With the general picture of the nation, small and great alike, assembled as suppliants in the Temple, with the priests leading their devotions, comp. Jdt 4:9-15.Hosea 7:1-7) the exposure of the moral depravity of Israel is continued. Hosea 7:1. "When I heal Israel, the iniquity of Ephraim, reveals itself, and the wickedness of Samaria: for they practise deceit; and the thief cometh, the troop of robbers plundereth without. Hosea 7:2. And they say not in their heart, I should remember all their wickedness. Now their deeds have surrounded them, they have occurred before my face. Hosea 7:3. They delight the king with their wickedness, and princes with their lies." As the dangerous nature of a wound is often first brought out by the attempt to heal it, so was the corruption of Israel only brought truly to light by the effort to stem it. The first hemistich of Hosea 7:1 is not to be referred to the future, nor is the healing to be understood as signifying punishment, as Hitzig supposes; but the allusion is to the attempts made by God to put a stop to the corruption, partly by the preaching of repentance and the reproofs of the prophets, and partly by chastisements designed to promote reformation. The words contain no threatening of punishment, but a picture of the moral corruption that had become incurable. Here again Ephraim is not the particular tribe, but is synonymous with Israel, the people or kingdom of the ten tribes; and Samaria is especially mentioned in connection with it, as the capital and principal seat of the corruption of morals, just as Judah and Jerusalem are frequently classed together by the prophets.

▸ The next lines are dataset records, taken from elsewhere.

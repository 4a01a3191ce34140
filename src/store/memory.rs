//! In-memory store
//!
//! Reference implementation of the persistence seams, backed by tokio
//! RwLocks. Used by the test suite and by single-process paper runs; a
//! database-backed implementation plugs in behind the same traits.

use super::{
    MutateOrderFn, MutateStrategyFn, OrderFilter, OrderStore, Page, PageRequest, StrategyStore,
};
use crate::error::{EngineError, Result};
use crate::order::{Order, OrderId};
use crate::strategy::{Strategy, StrategyId};
use async_trait::async_trait;
use std::sync::Arc;
use tokio::sync::RwLock;

/// Shared in-memory strategy and order rows
#[derive(Clone, Default)]
pub struct MemoryStore {
    strategies: Arc<RwLock<Vec<Strategy>>>,
    orders: Arc<RwLock<Vec<Order>>>,
}

impl MemoryStore {
    /// Create an empty store
    pub fn new() -> Self {
        Self::default()
    }
}

fn paginate<T: Clone>(matching: Vec<T>, page: PageRequest) -> Page<T> {
    let total = matching.len();
    let items: Vec<T> = matching
        .into_iter()
        .skip(page.offset)
        .take(page.limit)
        .collect();
    let next = if page.offset + items.len() < total {
        Some(page.next())
    } else {
        None
    };
    Page { items, next }
}

#[async_trait]
impl StrategyStore for MemoryStore {
    async fn insert(&self, strategy: Strategy) -> Result<()> {
        let mut strategies = self.strategies.write().await;
        strategies.push(strategy);
        Ok(())
    }

    async fn get(&self, id: StrategyId) -> Result<Strategy> {
        let strategies = self.strategies.read().await;
        strategies
            .iter()
            .find(|s| s.id == id)
            .cloned()
            .ok_or(EngineError::StrategyNotFound(id))
    }

    async fn mutate(&self, id: StrategyId, f: MutateStrategyFn) -> Result<Strategy> {
        let mut strategies = self.strategies.write().await;
        let strategy = strategies
            .iter_mut()
            .find(|s| s.id == id)
            .ok_or(EngineError::StrategyNotFound(id))?;
        f(strategy)?;
        Ok(strategy.clone())
    }

    async fn list_active(&self, page: PageRequest) -> Result<Page<Strategy>> {
        let strategies = self.strategies.read().await;
        let matching: Vec<Strategy> = strategies.iter().filter(|s| s.is_active).cloned().collect();
        Ok(paginate(matching, page))
    }

    async fn find_subscription(
        &self,
        owner: &str,
        mirrored_source: &str,
    ) -> Result<Option<Strategy>> {
        let strategies = self.strategies.read().await;
        Ok(strategies
            .iter()
            .find(|s| s.owner == owner && s.mirrored_source == mirrored_source)
            .cloned())
    }
}

#[async_trait]
impl OrderStore for MemoryStore {
    async fn insert(&self, order: Order) -> Result<()> {
        let mut orders = self.orders.write().await;
        orders.push(order);
        Ok(())
    }

    async fn get(&self, id: OrderId) -> Result<Order> {
        let orders = self.orders.read().await;
        orders
            .iter()
            .find(|o| o.id == id)
            .cloned()
            .ok_or(EngineError::OrderNotFound(id))
    }

    async fn mutate(&self, id: OrderId, f: MutateOrderFn) -> Result<Order> {
        let mut orders = self.orders.write().await;
        let order = orders
            .iter_mut()
            .find(|o| o.id == id)
            .ok_or(EngineError::OrderNotFound(id))?;
        f(order)?;
        Ok(order.clone())
    }

    async fn list(&self, filter: OrderFilter, page: PageRequest) -> Result<Page<Order>> {
        let orders = self.orders.read().await;
        let matching: Vec<Order> = orders.iter().filter(|o| filter.matches(o)).cloned().collect();
        Ok(paginate(matching, page))
    }

    async fn find_by_signal(
        &self,
        strategy_id: StrategyId,
        source_trade_id: &str,
    ) -> Result<Option<Order>> {
        let orders = self.orders.read().await;
        Ok(orders
            .iter()
            .find(|o| o.strategy_id == strategy_id && o.source_trade_id == source_trade_id)
            .cloned())
    }

    async fn find_by_exchange_id(&self, exchange_order_id: &str) -> Result<Option<Order>> {
        let orders = self.orders.read().await;
        Ok(orders
            .iter()
            .find(|o| o.exchange_order_id.as_deref() == Some(exchange_order_id))
            .cloned())
    }
}
//! # Error Types
//!
//! Error handling for the formatter engine.
//!
//! We use `thiserror` to generate the `Error` implementations and messages.
//!
//! Errors never cross the formatter registry boundary: the engine logs them and
//! renders the value as empty. Inside a formatter they separate two situations
//! that look alike from the outside:
//!
//! - a field or pointer that is simply not there (navigation returns `None`)
//! - memory that cannot be read at all ([`LensError::MemoryFault`]), which aborts
//!   the current formatting attempt

use thiserror::Error;

use crate::types::Address;

/// Main error type for formatter operations
///
/// ## Error Categories
///
/// 1. **Memory errors**: MemoryFault
/// 2. **Layout errors**: MissingField, UnknownType
/// 3. **Registry errors**: InvalidPattern
/// 4. **Snapshot errors**: InvalidSnapshot, Json, Io
#[derive(Error, Debug)]
pub enum LensError
{
    /// A read touched bytes outside the debuggee's linear memory
    ///
    /// Fatal for the formatter that issued the read. The engine turns it into
    /// an empty result so sibling values still render.
    #[error("Memory fault reading {length} bytes at {address}")]
    MemoryFault
    {
        /// First byte of the failed read
        address: Address,
        /// Number of bytes requested
        length: u32,
    },

    /// A layout the formatter depends on lacks a field
    ///
    /// Raised when a value claims to be, say, a libc++ string but its type does
    /// not have the `__r_` member the layout requires.
    #[error("Missing field `{field}` on `{type_name}`")]
    MissingField
    {
        /// Dotted path of the missing field
        field: String,
        /// Primary name of the type that was searched
        type_name: String,
    },

    /// A type name was not present in the type table
    #[error("Unknown type: {0}")]
    UnknownType(String),

    /// A formatter was registered with a pattern that is not a valid regex
    #[error("Invalid type pattern: {0}")]
    InvalidPattern(#[from] regex::Error),

    /// A memory snapshot was structurally invalid (bad hex, overlapping bounds)
    #[error("Invalid snapshot: {0}")]
    InvalidSnapshot(String),

    /// A memory snapshot was not valid JSON
    #[error("Snapshot JSON error: {0}")]
    Json(#[from] serde_json::Error),

    /// I/O error (reading snapshot files)
    #[error("IO error: {0}")]
    Io(#[from] std::io::Error),
}

/// Convenience type alias for `Result<T, LensError>`
///
/// ```rust
/// use cxxlens_core::error::Result;
/// fn foo() -> Result<()>
/// {
///     Ok(())
/// }
/// ```
pub type Result<T> = std::result::Result<T, LensError>;
//! Linear memory address type.

use std::fmt;
use std::ops::Add;

use serde::{Deserialize, Serialize};

/// Strongly typed wasm32 linear memory address
///
/// This wrapper around `u32` keeps addresses from being mixed up with sizes,
/// lengths and element counts, all of which are also `u32` in a wasm32 module.
///
/// ## Display
///
/// Addresses print as lowercase hex without padding (`0x1f40`). That is the
/// label pointer boxes use for their single child, so the two always agree.
///
/// ## Example
///
/// ```rust
/// use cxxlens_core::types::Address;
///
/// let addr = Address::from(0x1000);
/// let next_addr = addr + 0x100;
/// assert_eq!(next_addr.value(), 0x1100);
/// assert_eq!(next_addr.to_string(), "0x1100");
/// ```
#[derive(Debug, Clone, Copy, PartialEq, Eq, PartialOrd, Ord, Hash, Default, Serialize, Deserialize)]
#[serde(transparent)]
pub struct Address(u32);

impl Address
{
    /// The null address (0x0)
    pub const ZERO: Self = Address(0);

    /// Create a new address from a `u32` value
    ///
    /// This is equivalent to `Address::from(value)` but can be used in const contexts.
    pub const fn new(value: u32) -> Self
    {
        Address(value)
    }

    /// Get the raw `u32` value of this address
    pub const fn value(self) -> u32
    {
        self.0
    }

    /// Whether this is the null address
    pub const fn is_null(self) -> bool
    {
        self.0 == 0
    }

    /// Add an offset to this address, checking for overflow
    ///
    /// ## Example
    ///
    /// ```rust
    /// use cxxlens_core::types::Address;
    ///
    /// let addr = Address::from(0x1000);
    /// assert_eq!(addr.checked_add(0x100), Some(Address::from(0x1100)));
    /// assert_eq!(addr.checked_add(u32::MAX), None);
    /// ```
    pub fn checked_add(self, offset: u32) -> Option<Self>
    {
        self.0.checked_add(offset).map(Address)
    }

    /// Add an offset to this address, saturating at the top of the address space
    pub fn saturating_add(self, offset: u32) -> Self
    {
        Address(self.0.saturating_add(offset))
    }
}

impl From<u32> for Address
{
    fn from(value: u32) -> Self
    {
        Address(value)
    }
}

impl From<Address> for u32
{
    fn from(address: Address) -> Self
    {
        address.0
    }
}

impl fmt::Display for Address
{
    fn fmt(&self, f: &mut fmt::Formatter<'_>) -> fmt::Result
    {
        write!(f, "0x{:x}", self.0)
    }
}

impl fmt::LowerHex for Address
{
    fn fmt(&self, f: &mut fmt::Formatter<'_>) -> fmt::Result
    {
        fmt::LowerHex::fmt(&self.0, f)
    }
}

impl Add<u32> for Address
{
    type Output = Address;

    fn add(self, rhs: u32) -> Self::Output
    {
        Address(self.0.wrapping_add(rhs))
    }
}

The lamentation concerning the incurability of the kingdom is followed by an explanatory notice of the sins and crimes that are openly committed. Sheqer, lying, i.e., deception both in word and deed towards God and man, theft and highway robbery and not fear of the vengeance of God. "Accedit ad haec facinora securitas eorum ineffabilis" (Marck). They do not consider that God will remember their evil deeds, and punish them; they are surrounded by them on all sides, and perform them without shame or fear before the face of God Himself. These sins delight both king and prince. To such a depth have even the rulers of the nation, who ought to practise justice and righteousness, fallen, that they not only fail to punish the sins, but take pleasure in their being committed.